The Impact of Teacher Demographic Representation on Student Attendance and Suspensions
43 Pages Posted: 26 Dec 2015
Abstract
Representative bureaucracy theory is central to public administration scholarship due to the likely relationship between the demographic composition of the public workforce and both the actual and perceived performance of public organizations. Primary school classrooms provide an ideal context in which to test the predictions of representative bureaucracy theory at the micro (student) level. Specifically, since parents have at least some agency over primary school students' daily attendance, absences reflect parental assessments of their child's school, classroom, and teacher. The representativeness of the teacher workforce, and specifically that of the student's classroom teacher, is therefore likely to influence student absenteeism. Similarly, student suspensions reflect students' relationships with their teacher, students' comfort level in the classroom, and teachers' discretion in the referral of misbehavior. These academically and socially important outcomes provide convenient, objective measures of behaviors that are likely influenced by street-level representation.
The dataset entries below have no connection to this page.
// Licensed under the Apache License, Version 2.0 (the "License");
// you may not use this file except in compliance with the License.
// You may obtain a copy of the License at
//
// http://www.apache.org/licenses/LICENSE-2.0
//
// Unless required by applicable law or agreed to in writing, software
// distributed under the License is distributed on an "AS IS" BASIS,
// WITHOUT WARRANTIES OR CONDITIONS OF ANY KIND, either express or implied.
// See the License for the specific language governing permissions and
// limitations under the License.

//! Challenge-mode driver
//!
//! Deliberately vulnerable. Parameters are pasted into the query text with
//! no quoting, escaping or binding, so any value that changes the grammar
//! of the statement changes what the database runs. The only thing standing
//! between the player and the database is the optional [`Sanitizer`].
//!
//! Never run this against data you care about.

use std::cell::RefCell;

use log::debug;

use crate::backend::{Backend, Session};
use crate::config::Credentials;
use crate::cursor::{Connection, Cursor, CursorState};
use crate::error::{Error, Result};
use crate::sanitize::Sanitizer;
use crate::template::Template;
use crate::value::{Row, Value};

pub struct FakeConnection {
    session: RefCell<Box<dyn Session>>,
    sanitizer: Option<Sanitizer>,
}

/// Open an injectable connection.
///
/// The session itself comes from `backend`; if that fails the backend's
/// error is returned as [`Error::Operational`]. This layer adds no checks
/// of its own.
pub fn connect(
    backend: &dyn Backend,
    credentials: &Credentials,
    sanitizer: Option<Sanitizer>,
) -> Result<FakeConnection> {
    let session = backend.open(credentials).map_err(Error::operational)?;
    Ok(FakeConnection {
        session: RefCell::new(session),
        sanitizer,
    })
}

impl FakeConnection {
    pub fn cursor(&self) -> FakeCursor<'_> {
        FakeCursor {
            session: &self.session,
            sanitizer: self.sanitizer.as_ref(),
            state: CursorState::default(),
        }
    }
}

impl Connection for FakeConnection {
    fn cursor(&self) -> Box<dyn Cursor + '_> {
        Box::new(FakeConnection::cursor(self))
    }

    fn commit(&self) -> Result<()> {
        self.session.borrow_mut().commit().map_err(Error::sql)
    }

    fn rollback(&self) -> Result<()> {
        self.session.borrow_mut().rollback().map_err(Error::sql)
    }
}

pub struct FakeCursor<'c> {
    session: &'c RefCell<Box<dyn Session>>,
    sanitizer: Option<&'c Sanitizer>,
    state: CursorState,
}

impl<'c> FakeCursor<'c> {
    /// Pass one caller-controlled fragment through the sanitizer. A
    /// rejection is reported the way a database reports a bad statement.
    fn sanitize(&self, fragment: String) -> Result<String> {
        match self.sanitizer {
            Some(sanitizer) => sanitizer(&fragment).map_err(|rejection| {
                debug!("sanitizer rejected {:?}: {}", fragment, rejection);
                Error::Sql {
                    message: rejection.to_string(),
                    cause: None,
                }
            }),
            None => Ok(fragment),
        }
    }

    /// Only parameter text goes through the sanitizer. A query without
    /// parameters is application SQL and is forwarded untouched.
    fn build(&self, query: &str, params: Option<&[Value]>) -> Result<String> {
        match params {
            Some(params) => Template::parse(query)?.interpolate(params, |f| self.sanitize(f)),
            None => Ok(query.to_string()),
        }
    }
}

impl<'c> Cursor for FakeCursor<'c> {
    fn execute(&mut self, query: &str, params: Option<&[Value]>) -> Result<u64> {
        self.state.reset();

        let sql = self.build(query, params)?;
        debug!("executing concatenated {:?}", sql);

        self.state.set_last_query(sql.clone());
        let result = self
            .session
            .borrow_mut()
            .run(&sql, &[])
            .map_err(Error::sql)?;
        Ok(self.state.record(sql, result))
    }

    fn fetchone(&mut self) -> Option<Row> {
        self.state.fetchone()
    }

    fn fetchmany(&mut self, size: usize) -> Vec<Row> {
        self.state.fetchmany(size)
    }

    fn fetchall(&mut self) -> Vec<Row> {
        self.state.fetchall()
    }

    fn description(&self) -> &[String] {
        self.state.columns()
    }

    fn rowcount(&self) -> Option<u64> {
        self.state.rowcount()
    }

    fn lastrowid(&self) -> Option<u64> {
        self.state.lastrowid()
    }

    fn last_query(&self) -> Option<&str> {
        self.state.last_query()
    }
}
Using longitudinal student-level administrative data from the North Carolina, we use a two-way (student and classroom) fixed effects strategy to identify the impact of student-teacher demographic mismatch on primary school students' absences and suspensions. We find that representation among street-level bureaucrats significantly decreases both absenteeism and suspensions and that these effects can be given a causal interpretation. The introduction of two-way fixed effects estimators to public administration scholarship is a secondary contribution of the current study.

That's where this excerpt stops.